About the seminar
Violence connected to the exploitation of natural resources continues unabated worldwide, but it is particularly marked in the region of Latin America. In a search for a response to violence, in this seminar we critically approach the topic of environmental peace-building in Latin America. Environmental peace-building is an emergent concept in the fields of resource governance and peace-building. Seeking to overcome the deterministic linkages made by earlier scholars between an abundance of natural resources with violent conflict, environmental peace-building advances the possibilities to govern natural resource in ways that promote more peaceful paths to societal relations. Whereas previous work on environmental peace-building has been oriented towards national and international agencies and formal policy formation, in this seminar we add attention to local context and the agency of civil society movements. By doing so we aim to consider the possibility of redefining environmental peace-building so that it is better suited to respond to the inter-linkages between national and sub-national dynamics of governance. It is in this way we mean also to reconsider some of the challenges produced by the current context of resource extraction and exploitation in Latin America.

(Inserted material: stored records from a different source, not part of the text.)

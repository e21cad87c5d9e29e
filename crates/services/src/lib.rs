#![forbid(unsafe_code)]

pub mod app_services;
pub mod error;
pub mod question_bank;
pub mod sessions;

pub use quiz_core::Clock;
pub use sessions as session;

pub use app_services::AppServices;
pub use error::{AppServicesError, QuestionBankError, SessionError};
pub use question_bank::{BankSource, QuestionBank};

pub use sessions::{
    Advance, AnswerResult, HistoryService, QuizHistoryItem, QuizPhase, QuizPlan, QuizPlanner,
    QuizService, QuizSession, QuizSnapshot, SavedProgressInfo, Screen, Selection,
};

Resource extraction has played a fundamental role in the economic and political development of Latin American countries. The realization of large-scale extractive projects has become a key topic of public debates due to the negative material, economic and social impacts they have had on local populations and environments in areas of operation. Consequently, the expansion of the extractive frontiers- as is widely documented by social and environmental observatories across Latin America- has fueled a wave of socio-environmental conflicts. In both Central and South America, indigenous groups, peasant and social movements are in open militant and legal contestation with corporations and the state regarding the impacts and regulation of the extractive sector. In addition to the significant damage to forests and water resources caused by resource extraction, these confrontations have resulted in a series of violent confrontations during social mobilizations and are linked to a rising number of assassinations of civil society leaders and environmental activists.

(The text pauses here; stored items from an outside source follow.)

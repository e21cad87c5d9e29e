use serde::{Deserialize, Serialize};
use std::collections::HashSet;
use thiserror::Error;

use crate::model::ids::QuestionId;

//
// ─── QUESTION TYPES ────────────────────────────────────────────────────────────
//

/// Wire shape of a question in the bundled dataset.
///
/// `id` and `explanation` may be omitted; everything else must be present.
#[derive(Debug, Clone, PartialEq, Eq, Serialize, Deserialize)]
#[serde(rename_all = "camelCase")]
pub struct QuestionRecord {
    #[serde(default, skip_serializing_if = "Option::is_none")]
    pub id: Option<String>,
    pub question: String,
    pub choices: Vec<String>,
    pub correct_answer_index: usize,
    #[serde(default, skip_serializing_if = "Option::is_none")]
    pub explanation: Option<String>,
}

impl QuestionRecord {
    /// Validate the record into a domain `Question`, generating an id if absent.
    ///
    /// # Errors
    ///
    /// Returns `QuestionError` if the prompt is blank, fewer than two choices
    /// are given, or the correct index is out of range.
    pub fn into_question(self) -> Result<Question, QuestionError> {
        let id = match self.id.as_deref().map(str::trim) {
            Some(raw) if !raw.is_empty() => QuestionId::new(raw),
            _ => QuestionId::generate(),
        };
        Question::new(
            id,
            self.question,
            self.choices,
            self.correct_answer_index,
            self.explanation,
        )
    }
}

/// A multiple-choice question. Immutable once built.
#[derive(Debug, Clone, PartialEq, Eq)]
pub struct Question {
    id: QuestionId,
    prompt: String,
    choices: Vec<String>,
    correct_index: usize,
    explanation: Option<String>,
}

impl Question {
    /// # Errors
    ///
    /// Returns `QuestionError` when the prompt is blank, there are fewer than
    /// two choices, or `correct_index` does not point at a choice.
    pub fn new(
        id: QuestionId,
        prompt: impl Into<String>,
        choices: Vec<String>,
        correct_index: usize,
        explanation: Option<String>,
    ) -> Result<Self, QuestionError> {
        let prompt = prompt.into();
        if prompt.trim().is_empty() {
            return Err(QuestionError::EmptyPrompt { id });
        }
        if choices.len() < 2 {
            return Err(QuestionError::TooFewChoices {
                id,
                len: choices.len(),
            });
        }
        if correct_index >= choices.len() {
            return Err(QuestionError::CorrectIndexOutOfRange {
                id,
                index: correct_index,
                len: choices.len(),
            });
        }
        let explanation = explanation.filter(|text| !text.trim().is_empty());

        Ok(Self {
            id,
            prompt,
            choices,
            correct_index,
            explanation,
        })
    }

    #[must_use]
    pub fn id(&self) -> &QuestionId {
        &self.id
    }

    #[must_use]
    pub fn prompt(&self) -> &str {
        &self.prompt
    }

    #[must_use]
    pub fn choices(&self) -> &[String] {
        &self.choices
    }

    #[must_use]
    pub fn correct_index(&self) -> usize {
        self.correct_index
    }

    #[must_use]
    pub fn explanation(&self) -> Option<&str> {
        self.explanation.as_deref()
    }

    /// Returns true if `index` addresses one of this question's choices.
    #[must_use]
    pub fn has_choice(&self, index: usize) -> bool {
        index < self.choices.len()
    }

    #[must_use]
    pub fn is_correct(&self, index: usize) -> bool {
        index == self.correct_index
    }
}

/// Parse and validate a whole dataset.
///
/// # Errors
///
/// Returns `QuestionSetError` if the JSON is malformed, the set is empty, any
/// record is invalid, or two records share an id.
pub fn parse_question_set(json: &str) -> Result<Vec<Question>, QuestionSetError> {
    let records: Vec<QuestionRecord> =
        serde_json::from_str(json).map_err(|err| QuestionSetError::Malformed(err.to_string()))?;
    if records.is_empty() {
        return Err(QuestionSetError::Empty);
    }

    let mut seen = HashSet::with_capacity(records.len());
    let mut questions = Vec::with_capacity(records.len());
    for (position, record) in records.into_iter().enumerate() {
        let question = record
            .into_question()
            .map_err(|source| QuestionSetError::InvalidRecord { position, source })?;
        if !seen.insert(question.id().clone()) {
            return Err(QuestionSetError::DuplicateId {
                id: question.id().clone(),
            });
        }
        questions.push(question);
    }
    Ok(questions)
}

//
// ─── QUESTION ERRORS ───────────────────────────────────────────────────────────
//

#[derive(Debug, Error, Clone, PartialEq, Eq)]
#[non_exhaustive]
pub enum QuestionError {
    #[error("question {id} has an empty prompt")]
    EmptyPrompt { id: QuestionId },

    #[error("question {id} needs at least two choices, got {len}")]
    TooFewChoices { id: QuestionId, len: usize },

    #[error("question {id} marks choice {index} correct but has only {len} choices")]
    CorrectIndexOutOfRange {
        id: QuestionId,
        index: usize,
        len: usize,
    },
}

#[derive(Debug, Error, Clone, PartialEq, Eq)]
#[non_exhaustive]
pub enum QuestionSetError {
    #[error("malformed question dataset: {0}")]
    Malformed(String),

    #[error("question dataset is empty")]
    Empty,

    #[error("invalid question at position {position}: {source}")]
    InvalidRecord {
        position: usize,
        #[source]
        source: QuestionError,
    },

    #[error("duplicate question id: {id}")]
    DuplicateId { id: QuestionId },
}

//
// ─── TESTS ─────────────────────────────────────────────────────────────────────
//

#[cfg(test)]
mod tests {
    use super::*;

    fn choices(items: &[&str]) -> Vec<String> {
        items.iter().map(|s| (*s).to_string()).collect()
    }

    #[test]
    fn question_requires_two_choices() {
        let err = Question::new(QuestionId::new("q1"), "Pick", choices(&["only"]), 0, None)
            .unwrap_err();
        assert!(matches!(err, QuestionError::TooFewChoices { len: 1, .. }));
    }

    #[test]
    fn question_rejects_out_of_range_answer() {
        let err = Question::new(QuestionId::new("q1"), "Pick", choices(&["a", "b"]), 2, None)
            .unwrap_err();
        assert!(matches!(
            err,
            QuestionError::CorrectIndexOutOfRange { index: 2, len: 2, .. }
        ));
    }

    #[test]
    fn question_rejects_blank_prompt() {
        let err = Question::new(QuestionId::new("q1"), "  ", choices(&["a", "b"]), 0, None)
            .unwrap_err();
        assert!(matches!(err, QuestionError::EmptyPrompt { .. }));
    }

    #[test]
    fn blank_explanation_is_dropped() {
        let q = Question::new(
            QuestionId::new("q1"),
            "Pick",
            choices(&["a", "b"]),
            1,
            Some(" ".into()),
        )
        .unwrap();
        assert_eq!(q.explanation(), None);
        assert!(q.is_correct(1));
        assert!(q.has_choice(1));
        assert!(!q.has_choice(2));
    }

    #[test]
    fn parse_set_reads_camel_case_fields_and_defaults_id() {
        let json = r#"[
            {"id": "a", "question": "One?", "choices": ["x", "y"], "correctAnswerIndex": 1,
             "explanation": "because"},
            {"question": "Two?", "choices": ["x", "y", "z"], "correctAnswerIndex": 0}
        ]"#;
        let set = parse_question_set(json).unwrap();
        assert_eq!(set.len(), 2);
        assert_eq!(set[0].id(), &QuestionId::new("a"));
        assert_eq!(set[0].explanation(), Some("because"));
        assert!(!set[1].id().as_str().is_empty());
        assert_eq!(set[1].correct_index(), 0);
    }

    #[test]
    fn parse_set_rejects_duplicates() {
        let json = r#"[
            {"id": "a", "question": "One?", "choices": ["x", "y"], "correctAnswerIndex": 1},
            {"id": "a", "question": "Two?", "choices": ["x", "y"], "correctAnswerIndex": 0}
        ]"#;
        let err = parse_question_set(json).unwrap_err();
        assert!(matches!(err, QuestionSetError::DuplicateId { .. }));
    }

    #[test]
    fn parse_set_reports_invalid_position() {
        let json = r#"[
            {"id": "a", "question": "One?", "choices": ["x", "y"], "correctAnswerIndex": 1},
            {"id": "b", "question": "Two?", "choices": ["x", "y"], "correctAnswerIndex": 5}
        ]"#;
        let err = parse_question_set(json).unwrap_err();
        assert!(matches!(err, QuestionSetError::InvalidRecord { position: 1, .. }));
    }

    #[test]
    fn parse_set_rejects_empty_and_garbage() {
        assert_eq!(parse_question_set("[]").unwrap_err(), QuestionSetError::Empty);
        assert!(matches!(
            parse_question_set("{not json").unwrap_err(),
            QuestionSetError::Malformed(_)
        ));
    }
}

In this seminar we aim to emphasize that civil society movements not only contest the violence resulting from extractive activities, but also are frequently proponents of alternatives for environmental governance and development. These proposals are intended to advance sustainable forms of environmental management, to democratize decision-making processes and to overcome the forms of violence inherent in practices of resource extraction. Commonly, civil society groups are not unilaterally opposed to resource extraction per se, but rather interested in influence and participate in determining the terms under which extraction takes place. In this bottom-up process, natural resources shift from being an arena of mere conflict towards an arena of societal cooperation, innovation, organization and possibility.
In this seminar the Colombian case is considered to be of particular interest and relevance given the recent process and its complex content. Despite the significant optimism generated by the recent peace deal between the government and the FARC, it is widely acknowledged in the country that violence continues. This is particular pertinent in the context of expanding extractive projects in territories inhabited by indigenous people, afro-descendent and peasant farmers. The territories opened for extraction (c40% of the Colombian territory) also include areas where armed actors and the drug cartels have over the last decade increasingly oriented themselves to the capture, control and/or taxation of mining and oil installations. Of particular importance to our discussion of environmental peace-building is the recognition that affected communities and multiple local organizations proactively respond to extraction and conflict. Indeed, we hope to demonstrate through the participation of Colombian civil society representatives in the seminar that a great deal can be gleaned from local responses. In particular, we highlight that there is a lot to be learned from the way in which they convincingly draw on and rework existing mechanisms of law and institutional governance.